[[ EXERCISE INPUT, beginning ]]
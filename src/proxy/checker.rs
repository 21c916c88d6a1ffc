//! Proxy checker module for probing a single proxy

use crate::error::{ProbeError, SetupError};
use crate::proxy::alive::AliveRecorder;
use crate::proxy::fetch::{Fetcher, HttpFetcher};
use crate::proxy::models::{CheckOutcome, Counters, ProxyAddress};
use std::time::{Duration, Instant};
use tracing::{debug, info, warn};

/// Default timeout for a whole probe in milliseconds
pub const DEFAULT_TIMEOUT_MS: u64 = 5000;

/// Default URL fetched through each proxy
pub const DEFAULT_TARGET_URL: &str = "https://www.cloudflare.com/";

/// Default marker searched for in the response body
pub const DEFAULT_MARKER: &str = "Security";

/// Number of body characters shown in progress output
const PREVIEW_LEN: usize = 15;

/// Configuration for proxy checker
#[derive(Debug, Clone)]
pub struct CheckerConfig {
    /// Deadline for connect, request and body together
    pub timeout: Duration,
    /// URL to fetch through each proxy
    pub target_url: String,
    /// Substring whose presence in the body marks a proxy alive
    pub marker: String,
}

impl Default for CheckerConfig {
    fn default() -> Self {
        Self {
            timeout: Duration::from_millis(DEFAULT_TIMEOUT_MS),
            target_url: DEFAULT_TARGET_URL.to_string(),
            marker: DEFAULT_MARKER.to_string(),
        }
    }
}

impl CheckerConfig {
    pub fn new() -> Self {
        Self::default()
    }

    pub fn with_timeout(mut self, timeout: Duration) -> Self {
        self.timeout = timeout;
        self
    }

    pub fn with_target_url(mut self, url: String) -> Self {
        self.target_url = url;
        self
    }

    pub fn with_marker(mut self, marker: String) -> Self {
        self.marker = marker;
        self
    }

    pub fn validate(&self) -> Result<(), SetupError> {
        if self.timeout.is_zero() {
            return Err(SetupError::InvalidTimeout);
        }
        Ok(())
    }
}

/// Proxy checker that classifies a proxy by the marker in its response
pub struct ProxyChecker<F = HttpFetcher> {
    config: CheckerConfig,
    fetcher: F,
    alive: Option<AliveRecorder>,
}

impl ProxyChecker<HttpFetcher> {
    /// Create a checker that probes over real HTTP
    pub fn new(config: CheckerConfig) -> Self {
        Self::with_fetcher(config, HttpFetcher::new())
    }
}

impl<F: Fetcher> ProxyChecker<F> {
    pub fn with_fetcher(config: CheckerConfig, fetcher: F) -> Self {
        Self {
            config,
            fetcher,
            alive: None,
        }
    }

    /// Record every alive proxy to `recorder` as soon as it is found
    pub fn with_alive_recorder(mut self, recorder: AliveRecorder) -> Self {
        self.alive = Some(recorder);
        self
    }

    pub fn config(&self) -> &CheckerConfig {
        &self.config
    }

    pub fn fetcher(&self) -> &F {
        &self.fetcher
    }

    /// Probe a single proxy.
    ///
    /// Never fails: every error is folded into a dead outcome. The fetch is
    /// raced against the configured timeout and dropped if it loses, which
    /// closes its connection. Updates `counters` and, when alive, appends
    /// the proxy to the alive recorder.
    pub async fn check(&self, proxy: &ProxyAddress, counters: &Counters) -> CheckOutcome {
        let start = Instant::now();

        let fetched = tokio::time::timeout(
            self.config.timeout,
            self.fetcher.fetch(proxy, &self.config.target_url),
        )
        .await;
        let elapsed_ms = start.elapsed().as_millis() as u64;

        let outcome = match fetched {
            Ok(Ok(response)) => match String::from_utf8(response.body) {
                Ok(body) => CheckOutcome::received(
                    proxy.clone(),
                    response.status,
                    body,
                    &self.config.marker,
                    elapsed_ms,
                ),
                Err(e) => CheckOutcome::failed(
                    proxy.clone(),
                    ProbeError::Decode {
                        status: Some(response.status),
                        reason: e.to_string(),
                    },
                    elapsed_ms,
                ),
            },
            Ok(Err(e)) => CheckOutcome::failed(proxy.clone(), e, elapsed_ms),
            Err(_) => CheckOutcome::failed(
                proxy.clone(),
                ProbeError::Timeout {
                    after_ms: self.config.timeout.as_millis() as u64,
                },
                elapsed_ms,
            ),
        };

        self.report(&outcome, counters).await;
        outcome
    }

    async fn report(&self, outcome: &CheckOutcome, counters: &Counters) {
        let host = outcome.proxy.host();
        let status = outcome
            .status_code
            .map_or_else(|| "none".to_string(), |s| s.to_string());

        if outcome.marker_found {
            let (alive, died) = counters.record_alive();
            info!(
                "[{}] took {}ms to respond with status code: [{}]. [Alive] Element found: {} : {} alive, {} died.",
                host, outcome.elapsed_ms, status, self.config.marker, alive, died
            );

            if let Some(ref recorder) = self.alive {
                if let Err(e) = recorder.append(outcome.proxy.raw()).await {
                    warn!(
                        "failed to append {} to {}: {}",
                        outcome.proxy,
                        recorder.path().display(),
                        e
                    );
                }
            }
        } else {
            let (alive, died) = counters.record_dead();
            match outcome.error {
                Some(ref e) => info!(
                    "[{}] failed with status code: [{}], [Dead] {} : {} alive, {} died.",
                    host, status, e, alive, died
                ),
                None => info!(
                    "[{}] responded with status code: [{}]. Element not found : {} alive, {} died.",
                    host, status, alive, died
                ),
            }
        }

        debug!("body of {}: {}...", host, outcome.preview(PREVIEW_LEN));
    }
}

#[cfg(test)]
mod tests {
    use super::*;
    use crate::proxy::fetch::fake::{Script, ScriptedFetcher};

    fn checker(fetcher: ScriptedFetcher, timeout: Duration) -> ProxyChecker<ScriptedFetcher> {
        let config = CheckerConfig::new()
            .with_timeout(timeout)
            .with_target_url("http://probe.test/".to_string())
            .with_marker("Security".to_string());
        ProxyChecker::with_fetcher(config, fetcher)
    }

    #[test]
    fn test_checker_config_default() {
        let config = CheckerConfig::default();
        assert_eq!(config.timeout, Duration::from_millis(DEFAULT_TIMEOUT_MS));
        assert_eq!(config.target_url, DEFAULT_TARGET_URL);
        assert_eq!(config.marker, DEFAULT_MARKER);
    }

    #[test]
    fn test_checker_config_builder() {
        let config = CheckerConfig::new()
            .with_timeout(Duration::from_millis(300))
            .with_target_url("http://example.com".to_string())
            .with_marker("Example Domain".to_string());

        assert_eq!(config.timeout, Duration::from_millis(300));
        assert_eq!(config.target_url, "http://example.com");
        assert_eq!(config.marker, "Example Domain");
    }

    #[test]
    fn test_zero_timeout_is_rejected() {
        let config = CheckerConfig::new().with_timeout(Duration::ZERO);
        assert!(matches!(config.validate(), Err(SetupError::InvalidTimeout)));
    }

    #[tokio::test]
    async fn test_marker_found_is_alive() {
        let fetcher = ScriptedFetcher::new().with("1.2.3.4:8080", Script::ok(200, "Security check"));
        let checker = checker(fetcher, Duration::from_secs(1));
        let counters = Counters::new();

        let outcome = checker
            .check(&ProxyAddress::parse("1.2.3.4:8080"), &counters)
            .await;

        assert!(outcome.marker_found);
        assert_eq!(outcome.status_code, Some(200));
        assert_eq!(outcome.proxy.host(), "1.2.3.4");
        assert_eq!(outcome.proxy.port(), "8080");
        assert_eq!((counters.alive(), counters.died()), (1, 0));
    }

    #[tokio::test]
    async fn test_non_success_status_with_marker_is_alive() {
        let fetcher =
            ScriptedFetcher::new().with("5.6.7.8:3128", Script::ok(403, "Blocked by Security"));
        let checker = checker(fetcher, Duration::from_secs(1));
        let counters = Counters::new();

        let outcome = checker
            .check(&ProxyAddress::parse("5.6.7.8:3128"), &counters)
            .await;

        assert!(outcome.is_alive());
        assert_eq!(outcome.status_code, Some(403));
    }

    #[tokio::test]
    async fn test_success_status_without_marker_is_dead() {
        let fetcher = ScriptedFetcher::new().with("5.6.7.8:3128", Script::ok(200, "<html></html>"));
        let checker = checker(fetcher, Duration::from_secs(1));
        let counters = Counters::new();

        let outcome = checker
            .check(&ProxyAddress::parse("5.6.7.8:3128"), &counters)
            .await;

        assert!(!outcome.is_alive());
        assert!(outcome.error.is_none());
        assert_eq!(outcome.body, "<html></html>");
        assert_eq!((counters.alive(), counters.died()), (0, 1));
    }

    #[tokio::test]
    async fn test_connection_failure_is_dead_without_status() {
        let checker = checker(ScriptedFetcher::new(), Duration::from_secs(1));
        let counters = Counters::new();

        let outcome = checker
            .check(&ProxyAddress::parse("10.0.0.1:1"), &counters)
            .await;

        assert!(!outcome.is_alive());
        assert_eq!(outcome.status_code, None);
        assert!(matches!(outcome.error, Some(ProbeError::Network { .. })));
        assert!(outcome.body.contains("connection refused"));
    }

    #[tokio::test]
    async fn test_entry_without_port_is_dead_without_probing() {
        let config = CheckerConfig::new().with_timeout(Duration::from_secs(1));
        let checker = ProxyChecker::new(config);
        let counters = Counters::new();

        let outcome = checker
            .check(&ProxyAddress::parse("localhost"), &counters)
            .await;

        assert!(!outcome.is_alive());
        assert_eq!(outcome.status_code, None);
        assert!(matches!(outcome.error, Some(ProbeError::Client(_))));
        assert_eq!((counters.alive(), counters.died()), (0, 1));
    }

    #[tokio::test]
    async fn test_invalid_utf8_body_is_dead_even_if_marker_bytes_present() {
        let mut body = b"Security".to_vec();
        body.extend_from_slice(&[0xff, 0xfe]);
        let fetcher = ScriptedFetcher::new().with(
            "1.2.3.4:80",
            Script::Respond {
                status: 200,
                body,
                delay: Duration::ZERO,
            },
        );
        let checker = checker(fetcher, Duration::from_secs(1));
        let counters = Counters::new();

        let outcome = checker
            .check(&ProxyAddress::parse("1.2.3.4:80"), &counters)
            .await;

        assert!(!outcome.is_alive());
        assert_eq!(outcome.status_code, Some(200));
        assert!(matches!(outcome.error, Some(ProbeError::Decode { .. })));
        assert_eq!(counters.died(), 1);
    }

    #[tokio::test]
    async fn test_slow_backend_times_out_near_deadline() {
        let fetcher = ScriptedFetcher::new().with(
            "1.2.3.4:80",
            Script::delayed(200, "Security", Duration::from_secs(10)),
        );
        let checker = checker(fetcher, Duration::from_millis(100));
        let counters = Counters::new();

        let start = Instant::now();
        let outcome = checker
            .check(&ProxyAddress::parse("1.2.3.4:80"), &counters)
            .await;

        assert!(start.elapsed() < Duration::from_secs(2));
        assert!(outcome.is_timeout());
        assert!(!outcome.is_alive());
        assert_eq!(outcome.error, Some(ProbeError::Timeout { after_ms: 100 }));
    }

    #[tokio::test]
    async fn test_repeated_checks_classify_identically() {
        let fetcher = ScriptedFetcher::new()
            .with("1.2.3.4:80", Script::ok(200, "Security"))
            .with("4.3.2.1:80", Script::ok(200, "nothing"));
        let checker = checker(fetcher, Duration::from_secs(1));
        let counters = Counters::new();

        for _ in 0..3 {
            let alive = checker
                .check(&ProxyAddress::parse("1.2.3.4:80"), &counters)
                .await;
            let dead = checker
                .check(&ProxyAddress::parse("4.3.2.1:80"), &counters)
                .await;
            assert!(alive.is_alive());
            assert!(!dead.is_alive());
        }
        assert_eq!((counters.alive(), counters.died()), (3, 3));
        assert_eq!(checker.fetcher().calls(), 6);
    }

    #[tokio::test]
    async fn test_alive_proxy_is_recorded_immediately() {
        let path = std::env::temp_dir().join(format!("alive-{}.txt", uuid::Uuid::new_v4()));
        let fetcher = ScriptedFetcher::new()
            .with("1.2.3.4:80", Script::ok(200, "Security"))
            .with("4.3.2.1:80", Script::ok(200, "nothing"));
        let checker = checker(fetcher, Duration::from_secs(1))
            .with_alive_recorder(AliveRecorder::open(&path).await.unwrap());
        let counters = Counters::new();

        checker
            .check(&ProxyAddress::parse("1.2.3.4:80"), &counters)
            .await;
        checker
            .check(&ProxyAddress::parse("4.3.2.1:80"), &counters)
            .await;
        checker
            .check(&ProxyAddress::parse("1.2.3.4:80"), &counters)
            .await;

        let content = std::fs::read_to_string(&path).unwrap();
        assert_eq!(content, "1.2.3.4:80\n1.2.3.4:80\n");
        std::fs::remove_file(&path).unwrap();
    }
}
[[ EXERCISE INPUT, end ]]
** EXERCISE **
The lines needed run from the first line of the data through the line containing "and body together"; give them again exactly and nothing else.

** FINISHED TASK **
filename src/proxy/checker.rs
repository 21c916c88d6a1ffc
//! Proxy checker module for probing a single proxy

use crate::error::{ProbeError, SetupError};
use crate::proxy::alive::AliveRecorder;
use crate::proxy::fetch::{Fetcher, HttpFetcher};
use crate::proxy::models::{CheckOutcome, Counters, ProxyAddress};
use std::time::{Duration, Instant};
use tracing::{debug, info, warn};

/// Default timeout for a whole probe in milliseconds
pub const DEFAULT_TIMEOUT_MS: u64 = 5000;

/// Default URL fetched through each proxy
pub const DEFAULT_TARGET_URL: &str = "https://www.cloudflare.com/";

/// Default marker searched for in the response body
pub const DEFAULT_MARKER: &str = "Security";

/// Number of body characters shown in progress output
const PREVIEW_LEN: usize = 15;

/// Configuration for proxy checker
#[derive(Debug, Clone)]
pub struct CheckerConfig {
    /// Deadline for connect, request and body together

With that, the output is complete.